On Dec 5, 6:13 pm, "Michael W. Ryder" <_mwry... / worldnet.att.net>
wrote:
> I am trying to process an XML file that includes various codes.  The
> problem I am running into is that some of these codes are inserted into
> the middle of an encrypted string.  If I display the file using a
> browser these codes do not show up and copying and pasting the string
> work fine.  The problem occurs when I try to strip out the string in a
> program and these "extraneous" XML codes are included.  This of course
> makes the decryption routine crash.
> What I am looking for is a simple way to read through the file and
> remove all the XML codes leaving just plain text.  I could probably
> write a series of regular expressions to remove each code that I can
> find in my text but am afraid I might miss some and it will come back to
> haunt me at a later time.

str.gsub /</?[^>]+>/, ''

This will only be a problem if your XML file is legal and has a CDATA
section which has a literal < character (not &lt;), like:

   for ( var i=0, len=a.length; i<len; ++i )
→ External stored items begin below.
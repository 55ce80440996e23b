use serde::{Deserialize, Serialize};

/// Sentinel used by the UI filters when the user does not care.
pub const ANY: &str = "Any";

/// The six ordered budget tiers used by the catalog.
#[derive(Debug, Clone, Copy, PartialEq, Eq, PartialOrd, Ord)]
pub enum BudgetTier {
    Below50,
    From51To100,
    From101To200,
    From201To400,
    From401To800,
    Above800,
}

impl BudgetTier {
    /// Parse a tier label as stored in the catalog. Unknown labels map to
    /// `None`; scoring treats those as rank-less rather than failing.
    pub fn parse(label: &str) -> Option<Self> {
        match label {
            "Below $50" => Some(Self::Below50),
            "$51-100" => Some(Self::From51To100),
            "$101-200" => Some(Self::From101To200),
            "$201-400" => Some(Self::From201To400),
            "$401-800" => Some(Self::From401To800),
            "Above $800" => Some(Self::Above800),
            _ => None,
        }
    }

    /// Ordinal rank 1..=6, cheapest first.
    pub fn rank(self) -> u8 {
        match self {
            Self::Below50 => 1,
            Self::From51To100 => 2,
            Self::From101To200 => 3,
            Self::From201To400 => 4,
            Self::From401To800 => 5,
            Self::Above800 => 6,
        }
    }

    pub fn label(self) -> &'static str {
        match self {
            Self::Below50 => "Below $50",
            Self::From51To100 => "$51-100",
            Self::From101To200 => "$101-200",
            Self::From201To400 => "$201-400",
            Self::From401To800 => "$401-800",
            Self::Above800 => "Above $800",
        }
    }
}

/// Supported UI languages. Reasons and the interpreter prompt follow this.
#[derive(Debug, Clone, Copy, PartialEq, Eq, Default, Serialize, Deserialize)]
#[serde(rename_all = "lowercase")]
pub enum Language {
    En,
    #[default]
    Zh,
}

/// A restaurant record as stored in the catalog. All text columns are
/// nullable in the legacy schema, and the rating counts are TEXT.
#[derive(Debug, Clone, Default, Serialize, Deserialize, sqlx::FromRow)]
pub struct Restaurant {
    #[serde(default)]
    pub id: i64,
    pub name_en: Option<String>,
    pub name_zh: Option<String>,
    pub address_en: Option<String>,
    pub address_zh: Option<String>,
    pub district_en: Option<String>,
    pub district_zh: Option<String>,
    pub cuisine_en: Option<String>,
    pub cuisine_zh: Option<String>,
    pub price: Option<String>,
    pub phone: Option<String>,
    pub opening_hours_en: Option<String>,
    pub opening_hours_zh: Option<String>,
    pub rating_smile: Option<String>,
    pub rating_ok: Option<String>,
    pub rating_cry: Option<String>,
    pub description_en: Option<String>,
    pub description_zh: Option<String>,
    pub popular_dishes_en: Option<String>,
    pub popular_dishes_zh: Option<String>,
    pub url: Option<String>,
}

impl Restaurant {
    pub fn name_en(&self) -> &str {
        self.name_en.as_deref().unwrap_or("")
    }

    pub fn name_zh(&self) -> &str {
        self.name_zh.as_deref().unwrap_or("")
    }

    pub fn district_en(&self) -> &str {
        self.district_en.as_deref().unwrap_or("")
    }

    pub fn district_zh(&self) -> &str {
        self.district_zh.as_deref().unwrap_or("")
    }

    pub fn cuisine_en(&self) -> &str {
        self.cuisine_en.as_deref().unwrap_or("")
    }

    pub fn cuisine_zh(&self) -> &str {
        self.cuisine_zh.as_deref().unwrap_or("")
    }

    pub fn price(&self) -> &str {
        self.price.as_deref().unwrap_or("")
    }

    pub fn description_en(&self) -> &str {
        self.description_en.as_deref().unwrap_or("")
    }

    pub fn description_zh(&self) -> &str {
        self.description_zh.as_deref().unwrap_or("")
    }

    pub fn popular_dishes_en(&self) -> &str {
        self.popular_dishes_en.as_deref().unwrap_or("")
    }

    pub fn popular_dishes_zh(&self) -> &str {
        self.popular_dishes_zh.as_deref().unwrap_or("")
    }

    /// Parsed reaction counts (positive, neutral, negative). The legacy
    /// store keeps these as TEXT; anything unparsable counts as zero.
    pub fn rating_counts(&self) -> (u32, u32, u32) {
        let parse = |v: &Option<String>| {
            v.as_deref()
                .and_then(|s| s.trim().parse::<u32>().ok())
                .unwrap_or(0)
        };
        (
            parse(&self.rating_smile),
            parse(&self.rating_ok),
            parse(&self.rating_cry),
        )
    }

    /// Records without a name or cuisine are never scored and never
    /// counted in totals.
    pub fn is_eligible(&self) -> bool {
        !self.name_en().is_empty() && !self.cuisine_en().is_empty()
    }
}

/// One prior conversation turn, supplied by the client with each request.
#[derive(Debug, Clone, Serialize, Deserialize)]
pub struct ChatTurn {
    pub role: ChatRole,
    pub message: String,
    /// Analysis attached to assistant turns so cuisine continuation can be
    /// decided by the interpreter.
    #[serde(default, skip_serializing_if = "Option::is_none")]
    pub analysis: Option<PreferenceAnalysis>,
}

#[derive(Debug, Clone, Copy, PartialEq, Eq, Serialize, Deserialize)]
#[serde(rename_all = "lowercase")]
pub enum ChatRole {
    User,
    Assistant,
}

/// Structured interpretation of the user's free-text preferences, produced
/// by the LLM backend. Every field defaults so partially valid JSON from
/// the model still parses.
#[derive(Debug, Clone, Default, PartialEq, Serialize, Deserialize)]
pub struct PreferenceAnalysis {
    #[serde(default)]
    pub cuisine_types: Vec<String>,
    #[serde(default)]
    pub atmosphere: String,
    #[serde(default)]
    pub key_requirements: Vec<String>,
    #[serde(default)]
    pub dietary_restrictions: Vec<String>,
    #[serde(default)]
    pub extracted_budget: Option<String>,
    #[serde(default)]
    pub extracted_district: Option<String>,
    #[serde(default)]
    pub ai_message: String,
}

impl PreferenceAnalysis {
    /// The canonical empty analysis used whenever the interpreter is
    /// absent, slow, or returns something unusable.
    pub fn fallback() -> Self {
        Self {
            atmosphere: "casual".to_string(),
            ..Self::default()
        }
    }
}

/// Values the interpreter emits for "nothing extracted".
fn is_null_like(value: &str) -> bool {
    let v = value.trim();
    v.is_empty() || v.eq_ignore_ascii_case("null") || v == "None"
}

/// The effective query fed to the scoring engine: user filters after any
/// interpreter-extracted overrides have been applied.
#[derive(Debug, Clone)]
pub struct RecommendQuery {
    pub preferences: String,
    pub budget: String,
    pub district: String,
    pub language: Language,
    pub history: Vec<ChatTurn>,
}

impl RecommendQuery {
    /// Replace the budget/district filters with values the interpreter
    /// pulled out of the free text. Applied exactly once, before scoring.
    pub fn apply_overrides(&mut self, analysis: &PreferenceAnalysis) {
        if let Some(budget) = analysis.extracted_budget.as_deref() {
            if !is_null_like(budget) {
                tracing::debug!("Budget extracted from message: {}", budget);
                self.budget = budget.to_string();
            }
        }
        if let Some(district) = analysis.extracted_district.as_deref() {
            if !is_null_like(district) {
                tracing::debug!("District extracted from message: {}", district);
                self.district = district.to_string();
            }
        }
    }
}

/// A restaurant that passed the score threshold, with the factor reasons
/// in evaluation order.
#[derive(Debug, Clone, Serialize)]
pub struct ScoredCandidate {
    pub restaurant: Restaurant,
    pub score: i32,
    pub reasons: Vec<String>,
}
//! Catalog access: SQLite-backed restaurant store plus an atomically
//! swappable in-memory snapshot.
//!
//! The store belongs to an external admin surface; the engine only ever
//! reads. Rows are loaded in id order, which is the insertion order the
//! ranker's tie-break relies on.

use std::sync::Arc;

use sqlx::sqlite::{SqliteConnectOptions, SqlitePoolOptions};
use sqlx::SqlitePool;
use thiserror::Error;
use tokio::sync::RwLock;

use crate::models::Restaurant;

/// Errors that can occur when reading the catalog
#[derive(Debug, Error)]
pub enum CatalogError {
    #[error("SQLx error: {0}")]
    SqlxError(#[from] sqlx::Error),
}

/// SQLite-backed restaurant store
pub struct CatalogStore {
    pool: SqlitePool,
}

impl CatalogStore {
    /// Open the catalog database, creating the file and schema when the
    /// database does not exist yet.
    pub async fn connect(database_url: &str, max_connections: u32) -> Result<Self, CatalogError> {
        let options: SqliteConnectOptions = database_url
            .parse::<SqliteConnectOptions>()?
            .create_if_missing(true);

        let pool = SqlitePoolOptions::new()
            .max_connections(max_connections)
            .connect_with(options)
            .await?;

        let store = Self { pool };
        store.ensure_schema().await?;
        Ok(store)
    }

    pub fn pool(&self) -> &SqlitePool {
        &self.pool
    }

    async fn ensure_schema(&self) -> Result<(), CatalogError> {
        sqlx::query(
            r#"
            CREATE TABLE IF NOT EXISTS restaurants (
                id INTEGER PRIMARY KEY AUTOINCREMENT,
                name_en TEXT,
                name_zh TEXT,
                address_en TEXT,
                address_zh TEXT,
                district_en TEXT,
                district_zh TEXT,
                cuisine_en TEXT,
                cuisine_zh TEXT,
                price TEXT,
                phone TEXT,
                opening_hours_en TEXT,
                opening_hours_zh TEXT,
                rating_smile TEXT,
                rating_ok TEXT,
                rating_cry TEXT,
                description_en TEXT,
                description_zh TEXT,
                popular_dishes_en TEXT,
                popular_dishes_zh TEXT,
                url TEXT
            )
            "#,
        )
        .execute(&self.pool)
        .await?;
        Ok(())
    }

    /// Load the full catalog in insertion order.
    pub async fn load_all(&self) -> Result<Vec<Restaurant>, CatalogError> {
        let restaurants = sqlx::query_as::<_, Restaurant>(
            "SELECT * FROM restaurants ORDER BY id",
        )
        .fetch_all(&self.pool)
        .await?;

        tracing::debug!("Loaded {} restaurants from catalog", restaurants.len());
        Ok(restaurants)
    }

    pub async fn health_check(&self) -> Result<bool, CatalogError> {
        sqlx::query("SELECT 1").execute(&self.pool).await?;
        Ok(true)
    }
}

/// Read-only catalog snapshot shared across requests.
///
/// Refresh builds a complete new vector and swaps the `Arc` under a short
/// write lock, so concurrent ranking passes either see the old snapshot
/// or the new one, never a half-updated catalog.
pub struct CatalogCache {
    store: CatalogStore,
    snapshot: RwLock<Arc<Vec<Restaurant>>>,
}

impl CatalogCache {
    /// Wrap the store, loading the initial snapshot.
    pub async fn new(store: CatalogStore) -> Result<Self, CatalogError> {
        let initial = store.load_all().await?;
        tracing::info!("Catalog snapshot loaded: {} restaurants", initial.len());
        Ok(Self {
            store,
            snapshot: RwLock::new(Arc::new(initial)),
        })
    }

    /// Cheap handle to the current snapshot.
    pub async fn snapshot(&self) -> Arc<Vec<Restaurant>> {
        self.snapshot.read().await.clone()
    }

    /// Atomic full replace of the snapshot from the store.
    pub async fn refresh(&self) -> Result<usize, CatalogError> {
        let fresh = self.store.load_all().await?;
        let count = fresh.len();
        *self.snapshot.write().await = Arc::new(fresh);
        tracing::info!("Catalog snapshot refreshed: {} restaurants", count);
        Ok(count)
    }

    pub fn store(&self) -> &CatalogStore {
        &self.store
    }
}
In that case you likely want a proper XML parser (like REXML) and to
use it.

Do you really want to remove the XML, or would it suffice to just:

  str.gsub! '&', '&amp;'
  str.gsub! '<', '&lt;'
  str.gsub! '>', '&gt;'
(and maybe even)
  str.gsub! '"', '&quot;'
  str.gsub! "'", '&apos;'

to make your string valid and escaped for use in an HTML context?